Musk was reacting to a Politico story headlined:
“California officials cite Elon Musk’s politics in rejecting SpaceX launches. State officials cited Musk’s antics in rejecting SpaceX’s plan to launch more rockets off the Central California coast.”
“Elon Musk’s tweets about the presidential election and spreading falsehoods about Hurricane Helene are endangering his ability to launch rockets off California’s central coast,” Politico reported, adding that “commissioners raised concerns about Musk’s political rhetoric.”
“We’re dealing with a company, the head of which has aggressively injected himself into the presidential race,” Chairwoman Caryl Hart said.
“Her (Hart’s) colleague Mike Wilson ranted about Musk’s wealth and his social-media platform, X,” National Review reports.

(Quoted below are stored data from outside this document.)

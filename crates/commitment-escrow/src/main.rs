//! escrow - drive the commitment escrow engine from the command line
//!
//! usage:
//!   escrow demo                              # lock 1000, claim it, show balances
//!   escrow run scenario.toml --snapshot      # replay a scripted scenario
//!   escrow derive --amount 1000 --recipient bob
//!   escrow --config escrow.toml config       # print effective config

use std::path::PathBuf;

use anyhow::{bail, Context, Result};
use clap::{Parser, Subcommand, ValueEnum};
use commitment_escrow::{
    Amount, AttestationVerifier, CommitmentOpening, Engine, EngineConfig, InMemoryLedger,
    NonEmptyProof, Principal, ProofVerifier, Scenario,
};
use tracing_subscriber::{fmt, prelude::*, EnvFilter};

#[derive(Parser)]
#[command(name = "escrow")]
#[command(about = "custodial commitment escrow - lock against a commitment, claim once with a nullifier")]
#[command(version)]
struct Cli {
    /// engine config (toml); defaults apply when omitted
    #[arg(short, long, global = true)]
    config: Option<PathBuf>,

    #[command(subcommand)]
    command: Command,
}

#[derive(Debug, Clone, Copy, ValueEnum, PartialEq, Eq)]
enum VerifierKind {
    /// accept any non-empty proof (placeholder)
    NonEmpty,
    /// accept keyed blake3 attestations over the claim inputs
    Attestation,
}

#[derive(Subcommand)]
enum Command {
    /// run the built-in create + claim walkthrough
    Demo,

    /// replay a toml scenario
    Run {
        /// scenario file
        scenario: PathBuf,

        #[arg(long, value_enum, default_value = "non-empty")]
        verifier: VerifierKind,

        /// attestation key (64 hex chars), required with --verifier attestation
        #[arg(long)]
        attestation_key: Option<String>,

        /// print the final engine state as json
        #[arg(long)]
        snapshot: bool,
    },

    /// derive a commitment hash and nullifier from an off-band opening
    Derive {
        /// 32-byte secret as hex (random when omitted)
        #[arg(long)]
        secret: Option<String>,

        #[arg(long)]
        amount: u64,

        /// recipient name or hex principal
        #[arg(long)]
        recipient: Option<String>,
    },

    /// print the effective engine config
    Config,
}

fn main() -> Result<()> {
    tracing_subscriber::registry()
        .with(fmt::layer())
        .with(EnvFilter::from_default_env().add_directive("commitment_escrow=info".parse()?))
        .init();

    let cli = Cli::parse();
    let config = match &cli.config {
        Some(path) => EngineConfig::load(path)
            .with_context(|| format!("loading config {}", path.display()))?,
        None => EngineConfig::default(),
    };

    match cli.command {
        Command::Demo => run_demo(config),
        Command::Run {
            scenario,
            verifier,
            attestation_key,
            snapshot,
        } => {
            let scenario = Scenario::load(&scenario)
                .with_context(|| format!("loading scenario {}", scenario.display()))?;
            match verifier {
                VerifierKind::NonEmpty => run_scenario(&scenario, config, NonEmptyProof, snapshot),
                VerifierKind::Attestation => {
                    let key = attestation_key
                        .context("--attestation-key is required with --verifier attestation")?;
                    let key = parse_key(&key)?;
                    run_scenario(&scenario, config, AttestationVerifier::new(key), snapshot)
                }
            }
        }
        Command::Derive {
            secret,
            amount,
            recipient,
        } => run_derive(secret, amount, recipient),
        Command::Config => {
            print!("{}", config.to_toml_string()?);
            Ok(())
        }
    }
}

fn run_demo(config: EngineConfig) -> Result<()> {
    let sender = Principal::named("sender");
    let recipient = Principal::named("recipient");

    let mut ledger = InMemoryLedger::new();
    ledger.credit(&sender, Amount::new(5_000))?;
    let engine = Engine::new(config, ledger, NonEmptyProof);

    let opening = CommitmentOpening::random(&mut rand::thread_rng(), Amount::new(1_000), Some(recipient));
    let hash = opening.commit();
    let nullifier = opening.nullifier();

    println!("=== create ===");
    engine.create_transaction(&sender, hash.as_ref(), opening.amount, opening.recipient)?;
    print_balances(&engine, &[("sender", sender), ("recipient", recipient)]);

    println!("\n=== claim with empty proof ===");
    match engine.claim_transaction(&sender, hash.as_ref(), &[], nullifier.as_ref()) {
        Ok(()) => bail!("empty proof was accepted"),
        Err(e) => println!("rejected: {} (code {})", e, e.code()),
    }

    println!("\n=== claim ===");
    engine.claim_transaction(&sender, hash.as_ref(), &[0xAA], nullifier.as_ref())?;
    print_balances(&engine, &[("sender", sender), ("recipient", recipient)]);

    println!("\n=== replay ===");
    match engine.claim_transaction(&sender, hash.as_ref(), &[0xAA], nullifier.as_ref()) {
        Ok(()) => bail!("nullifier was accepted twice"),
        Err(e) => println!("rejected: {} (code {})", e, e.code()),
    }

    Ok(())
}

fn run_scenario<V: ProofVerifier>(
    scenario: &Scenario,
    config: EngineConfig,
    verifier: V,
    snapshot: bool,
) -> Result<()> {
    let engine = scenario.build_engine(config, verifier)?;
    let outcomes = scenario.run(&engine)?;

    let mut mismatches = 0;
    for outcome in &outcomes {
        let marker = if outcome.matches_expectation() { " " } else { "!" };
        match &outcome.result {
            Ok(()) => println!("{} step {:>3} {:<8} ok", marker, outcome.index, outcome.op),
            Err(e) => println!(
                "{} step {:>3} {:<8} {} ({}): {}",
                marker,
                outcome.index,
                outcome.op,
                e.name(),
                e.code(),
                e
            ),
        }
        if !outcome.matches_expectation() {
            mismatches += 1;
            tracing::warn!(
                step = outcome.index,
                expected = outcome.expect.as_deref().unwrap_or("ok"),
                got = outcome.outcome_name(),
                "unexpected outcome"
            );
        }
    }

    if snapshot {
        println!("{}", serde_json::to_string_pretty(&engine.snapshot())?);
    }

    if mismatches > 0 {
        bail!("{} of {} steps did not match expectations", mismatches, outcomes.len());
    }
    Ok(())
}

fn run_derive(secret: Option<String>, amount: u64, recipient: Option<String>) -> Result<()> {
    let recipient = recipient
        .map(|r| r.parse::<Principal>())
        .transpose()?;
    let opening = match secret {
        Some(secret) => CommitmentOpening::new(parse_key(&secret)?, Amount::from(amount), recipient),
        None => CommitmentOpening::random(&mut rand::thread_rng(), Amount::from(amount), recipient),
    };

    println!("secret:          {}", hex::encode(opening.secret));
    println!("commitment_hash: {}", opening.commit());
    println!("nullifier:       {}", opening.nullifier());
    Ok(())
}

fn print_balances<V: ProofVerifier>(engine: &Engine<InMemoryLedger, V>, accounts: &[(&str, Principal)]) {
    for (name, account) in accounts {
        println!("{:<10} {}", name, engine.balance_of(account));
    }
    println!("{:<10} {}", "custody", engine.custody_balance());
}

fn parse_key(s: &str) -> Result<[u8; 32]> {
    let mut key = [0u8; 32];
    hex::decode_to_slice(s.trim().trim_start_matches("0x"), &mut key)
        .context("expected 32 bytes of hex")?;
    Ok(key)
}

“Elon Musk is hopping about the country, spewing and tweeting political falsehoods, claiming his desire to help hurricane victims with free Starlink access to the internet,” Commissioner Gretchen Newsom said.
“The (commission’s) rejection was clearly based on petty politics disguised by a fig leaf of regulatory concern,” National Review Report John Fund writes, noting that the Commission has a history of political bias:
“The record is rife with such abuses. Arnie Steinberg, who was appointed to the commission in the 1990s by GOP governor Pete Wilson, says it is ‘riddled with a combination of corruption and arrogance on the part of an environmentally extreme staff.’ He told me there are no limits to its desire to micromanage coastal matters, and it frequently collaborates with environmental groups and local-government bodies to stop development.”
The U.S. Air Force had sought permission to launch 50 SpaceX rockets annually from its base in Santa Barbara County.